Instructions for the task: Pull every line that includes the word "attempted" out of the data below and copy it.

Data provided Block Start

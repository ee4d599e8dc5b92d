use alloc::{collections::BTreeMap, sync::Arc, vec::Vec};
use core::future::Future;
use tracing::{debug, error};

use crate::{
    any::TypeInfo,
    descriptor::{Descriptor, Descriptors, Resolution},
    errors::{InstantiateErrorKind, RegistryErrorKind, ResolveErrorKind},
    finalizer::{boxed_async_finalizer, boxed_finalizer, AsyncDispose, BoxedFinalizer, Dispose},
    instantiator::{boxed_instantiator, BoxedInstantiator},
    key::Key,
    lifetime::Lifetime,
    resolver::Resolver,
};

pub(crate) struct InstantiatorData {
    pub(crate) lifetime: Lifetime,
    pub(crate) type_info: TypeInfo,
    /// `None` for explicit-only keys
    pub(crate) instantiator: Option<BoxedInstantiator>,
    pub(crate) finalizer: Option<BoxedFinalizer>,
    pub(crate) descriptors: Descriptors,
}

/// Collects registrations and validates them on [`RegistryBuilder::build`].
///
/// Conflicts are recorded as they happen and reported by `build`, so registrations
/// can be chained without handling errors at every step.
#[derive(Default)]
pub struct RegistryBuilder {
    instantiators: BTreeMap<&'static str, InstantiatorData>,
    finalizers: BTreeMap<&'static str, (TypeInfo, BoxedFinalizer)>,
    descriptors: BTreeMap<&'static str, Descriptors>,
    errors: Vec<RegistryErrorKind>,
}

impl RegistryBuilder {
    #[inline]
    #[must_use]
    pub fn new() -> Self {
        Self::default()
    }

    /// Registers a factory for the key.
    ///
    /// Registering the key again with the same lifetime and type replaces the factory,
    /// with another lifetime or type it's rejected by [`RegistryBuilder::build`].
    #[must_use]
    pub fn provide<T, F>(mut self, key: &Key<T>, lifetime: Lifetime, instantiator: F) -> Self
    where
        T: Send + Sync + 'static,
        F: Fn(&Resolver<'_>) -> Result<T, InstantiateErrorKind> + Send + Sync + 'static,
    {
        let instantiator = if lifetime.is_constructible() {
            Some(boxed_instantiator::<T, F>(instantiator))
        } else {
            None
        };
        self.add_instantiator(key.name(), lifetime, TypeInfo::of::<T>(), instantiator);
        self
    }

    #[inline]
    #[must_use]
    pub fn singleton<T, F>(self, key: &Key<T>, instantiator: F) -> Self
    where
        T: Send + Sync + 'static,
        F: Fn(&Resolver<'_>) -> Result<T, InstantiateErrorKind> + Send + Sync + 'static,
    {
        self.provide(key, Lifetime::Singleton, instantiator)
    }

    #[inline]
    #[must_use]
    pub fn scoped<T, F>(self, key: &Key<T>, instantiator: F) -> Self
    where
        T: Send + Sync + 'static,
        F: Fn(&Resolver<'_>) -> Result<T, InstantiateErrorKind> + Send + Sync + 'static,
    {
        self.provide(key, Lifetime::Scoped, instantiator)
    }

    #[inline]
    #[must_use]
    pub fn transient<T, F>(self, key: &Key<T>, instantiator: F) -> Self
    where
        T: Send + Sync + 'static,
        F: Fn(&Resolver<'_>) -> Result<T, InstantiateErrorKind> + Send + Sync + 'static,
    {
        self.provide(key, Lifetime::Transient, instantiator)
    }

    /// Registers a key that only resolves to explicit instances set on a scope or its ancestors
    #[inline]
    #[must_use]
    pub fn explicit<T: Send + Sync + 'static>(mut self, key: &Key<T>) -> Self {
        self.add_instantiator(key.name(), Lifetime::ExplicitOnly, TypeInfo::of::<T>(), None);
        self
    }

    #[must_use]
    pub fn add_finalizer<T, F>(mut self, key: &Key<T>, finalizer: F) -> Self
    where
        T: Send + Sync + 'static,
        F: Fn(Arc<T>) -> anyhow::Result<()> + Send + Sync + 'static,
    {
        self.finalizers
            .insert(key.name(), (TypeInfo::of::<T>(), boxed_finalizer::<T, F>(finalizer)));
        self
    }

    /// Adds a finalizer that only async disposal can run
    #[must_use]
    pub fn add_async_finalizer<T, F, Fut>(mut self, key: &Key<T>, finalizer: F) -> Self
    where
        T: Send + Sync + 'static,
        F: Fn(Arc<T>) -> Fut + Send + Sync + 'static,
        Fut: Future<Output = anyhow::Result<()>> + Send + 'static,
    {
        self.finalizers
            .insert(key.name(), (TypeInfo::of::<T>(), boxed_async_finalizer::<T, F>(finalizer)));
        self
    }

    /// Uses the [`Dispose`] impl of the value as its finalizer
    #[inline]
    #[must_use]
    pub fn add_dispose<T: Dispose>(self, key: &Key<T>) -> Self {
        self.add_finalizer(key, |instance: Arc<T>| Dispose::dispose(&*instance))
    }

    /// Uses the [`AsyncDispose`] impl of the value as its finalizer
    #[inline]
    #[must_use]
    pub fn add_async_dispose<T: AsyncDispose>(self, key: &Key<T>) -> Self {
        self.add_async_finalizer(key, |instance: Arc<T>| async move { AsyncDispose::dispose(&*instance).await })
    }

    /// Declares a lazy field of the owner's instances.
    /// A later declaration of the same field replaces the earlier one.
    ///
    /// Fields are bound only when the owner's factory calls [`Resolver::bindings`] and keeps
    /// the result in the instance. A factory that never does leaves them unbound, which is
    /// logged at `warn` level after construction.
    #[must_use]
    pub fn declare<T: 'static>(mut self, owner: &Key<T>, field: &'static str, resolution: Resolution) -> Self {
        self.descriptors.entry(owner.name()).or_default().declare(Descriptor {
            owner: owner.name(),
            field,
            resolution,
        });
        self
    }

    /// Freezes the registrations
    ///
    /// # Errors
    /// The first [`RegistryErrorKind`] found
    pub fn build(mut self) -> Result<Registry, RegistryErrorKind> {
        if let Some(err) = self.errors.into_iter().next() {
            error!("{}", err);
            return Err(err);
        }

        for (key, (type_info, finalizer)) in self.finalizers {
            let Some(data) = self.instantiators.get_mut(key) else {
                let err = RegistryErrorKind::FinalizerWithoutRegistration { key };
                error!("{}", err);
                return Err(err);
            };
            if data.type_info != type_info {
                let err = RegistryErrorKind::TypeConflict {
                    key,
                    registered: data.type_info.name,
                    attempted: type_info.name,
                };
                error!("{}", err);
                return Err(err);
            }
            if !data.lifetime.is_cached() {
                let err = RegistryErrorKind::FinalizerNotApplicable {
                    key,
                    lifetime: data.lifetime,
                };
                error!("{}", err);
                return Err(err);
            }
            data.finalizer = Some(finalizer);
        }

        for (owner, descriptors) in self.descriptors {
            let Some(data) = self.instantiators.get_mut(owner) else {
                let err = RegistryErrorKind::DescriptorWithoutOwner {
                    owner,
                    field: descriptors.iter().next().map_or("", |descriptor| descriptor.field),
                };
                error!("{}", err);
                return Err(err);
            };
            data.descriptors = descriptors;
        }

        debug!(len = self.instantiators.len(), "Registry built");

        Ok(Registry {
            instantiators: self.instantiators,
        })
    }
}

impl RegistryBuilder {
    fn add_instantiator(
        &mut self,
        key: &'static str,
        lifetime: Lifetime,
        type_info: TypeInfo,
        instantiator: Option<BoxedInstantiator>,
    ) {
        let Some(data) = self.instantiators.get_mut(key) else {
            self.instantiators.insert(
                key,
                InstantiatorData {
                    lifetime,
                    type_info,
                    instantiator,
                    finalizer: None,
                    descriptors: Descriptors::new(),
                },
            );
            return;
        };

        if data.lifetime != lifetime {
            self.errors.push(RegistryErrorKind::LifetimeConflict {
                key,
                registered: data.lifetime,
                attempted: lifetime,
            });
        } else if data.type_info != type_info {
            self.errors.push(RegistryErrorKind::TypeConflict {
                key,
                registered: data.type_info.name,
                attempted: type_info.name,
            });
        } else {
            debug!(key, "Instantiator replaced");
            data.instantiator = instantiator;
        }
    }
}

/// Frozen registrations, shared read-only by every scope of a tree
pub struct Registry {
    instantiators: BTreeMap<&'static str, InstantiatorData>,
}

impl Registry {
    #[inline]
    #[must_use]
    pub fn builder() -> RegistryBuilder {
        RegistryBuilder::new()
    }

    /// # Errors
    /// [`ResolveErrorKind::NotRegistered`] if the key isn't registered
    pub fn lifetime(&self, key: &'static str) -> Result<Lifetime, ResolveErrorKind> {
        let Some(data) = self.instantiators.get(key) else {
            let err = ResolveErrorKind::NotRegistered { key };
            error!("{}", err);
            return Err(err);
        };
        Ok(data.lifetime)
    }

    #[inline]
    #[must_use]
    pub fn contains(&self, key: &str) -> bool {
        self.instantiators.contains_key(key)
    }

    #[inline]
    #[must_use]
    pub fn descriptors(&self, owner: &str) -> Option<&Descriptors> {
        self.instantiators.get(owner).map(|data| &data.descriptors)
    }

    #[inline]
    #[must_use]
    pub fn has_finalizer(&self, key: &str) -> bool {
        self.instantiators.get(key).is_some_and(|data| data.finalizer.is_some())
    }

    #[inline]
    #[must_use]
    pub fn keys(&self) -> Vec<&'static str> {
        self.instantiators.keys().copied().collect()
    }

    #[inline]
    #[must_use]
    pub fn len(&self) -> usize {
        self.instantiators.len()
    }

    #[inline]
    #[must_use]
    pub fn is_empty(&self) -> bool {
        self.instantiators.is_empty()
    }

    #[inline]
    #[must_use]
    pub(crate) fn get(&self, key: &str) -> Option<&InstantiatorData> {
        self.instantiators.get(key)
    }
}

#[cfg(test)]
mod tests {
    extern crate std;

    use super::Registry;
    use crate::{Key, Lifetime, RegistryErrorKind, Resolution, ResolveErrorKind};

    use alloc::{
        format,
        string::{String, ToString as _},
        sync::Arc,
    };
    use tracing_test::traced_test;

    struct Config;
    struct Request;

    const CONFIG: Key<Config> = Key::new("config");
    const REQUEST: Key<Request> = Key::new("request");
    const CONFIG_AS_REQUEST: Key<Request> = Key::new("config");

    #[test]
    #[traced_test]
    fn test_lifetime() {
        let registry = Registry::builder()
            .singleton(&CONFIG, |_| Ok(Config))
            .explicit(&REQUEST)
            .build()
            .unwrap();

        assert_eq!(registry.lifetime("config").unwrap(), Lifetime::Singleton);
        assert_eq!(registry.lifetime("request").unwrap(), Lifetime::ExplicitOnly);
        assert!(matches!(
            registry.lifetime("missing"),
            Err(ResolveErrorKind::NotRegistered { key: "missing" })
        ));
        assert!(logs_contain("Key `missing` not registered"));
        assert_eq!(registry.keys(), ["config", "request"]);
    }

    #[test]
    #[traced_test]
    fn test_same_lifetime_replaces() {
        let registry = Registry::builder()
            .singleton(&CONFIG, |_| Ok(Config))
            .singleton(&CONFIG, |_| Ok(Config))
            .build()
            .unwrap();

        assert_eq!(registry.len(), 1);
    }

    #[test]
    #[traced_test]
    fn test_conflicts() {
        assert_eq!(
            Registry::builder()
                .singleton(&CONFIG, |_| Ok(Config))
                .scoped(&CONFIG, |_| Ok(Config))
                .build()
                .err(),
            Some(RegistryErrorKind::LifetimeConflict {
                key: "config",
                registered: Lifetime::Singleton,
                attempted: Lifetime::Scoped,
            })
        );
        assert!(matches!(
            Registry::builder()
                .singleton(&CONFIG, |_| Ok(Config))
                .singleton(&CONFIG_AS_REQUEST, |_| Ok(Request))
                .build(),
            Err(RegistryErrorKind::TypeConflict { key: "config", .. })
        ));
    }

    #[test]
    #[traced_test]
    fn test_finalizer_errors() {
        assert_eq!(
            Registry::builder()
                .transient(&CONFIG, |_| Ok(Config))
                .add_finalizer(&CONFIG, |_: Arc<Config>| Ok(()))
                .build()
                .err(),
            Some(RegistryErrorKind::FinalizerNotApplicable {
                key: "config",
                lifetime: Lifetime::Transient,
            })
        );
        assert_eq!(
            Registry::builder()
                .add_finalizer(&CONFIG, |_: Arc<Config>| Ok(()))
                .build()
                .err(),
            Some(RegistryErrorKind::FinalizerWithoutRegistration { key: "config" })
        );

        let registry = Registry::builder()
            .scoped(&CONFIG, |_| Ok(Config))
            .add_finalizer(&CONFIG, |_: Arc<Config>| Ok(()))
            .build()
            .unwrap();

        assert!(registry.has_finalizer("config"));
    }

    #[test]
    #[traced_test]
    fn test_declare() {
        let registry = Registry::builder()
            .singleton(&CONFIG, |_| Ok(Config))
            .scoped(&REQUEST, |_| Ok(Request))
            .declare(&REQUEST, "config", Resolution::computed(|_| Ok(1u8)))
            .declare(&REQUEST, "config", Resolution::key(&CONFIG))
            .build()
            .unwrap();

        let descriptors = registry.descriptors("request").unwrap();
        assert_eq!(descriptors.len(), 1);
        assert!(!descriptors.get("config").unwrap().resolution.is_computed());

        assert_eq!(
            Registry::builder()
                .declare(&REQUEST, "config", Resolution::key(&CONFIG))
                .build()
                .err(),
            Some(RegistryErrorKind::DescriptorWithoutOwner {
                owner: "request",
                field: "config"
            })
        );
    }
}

Data provided Block End

Solution for this task:
                    attempted: type_info.name,
                attempted: lifetime,
                attempted: type_info.name,
                attempted: Lifetime::Scoped,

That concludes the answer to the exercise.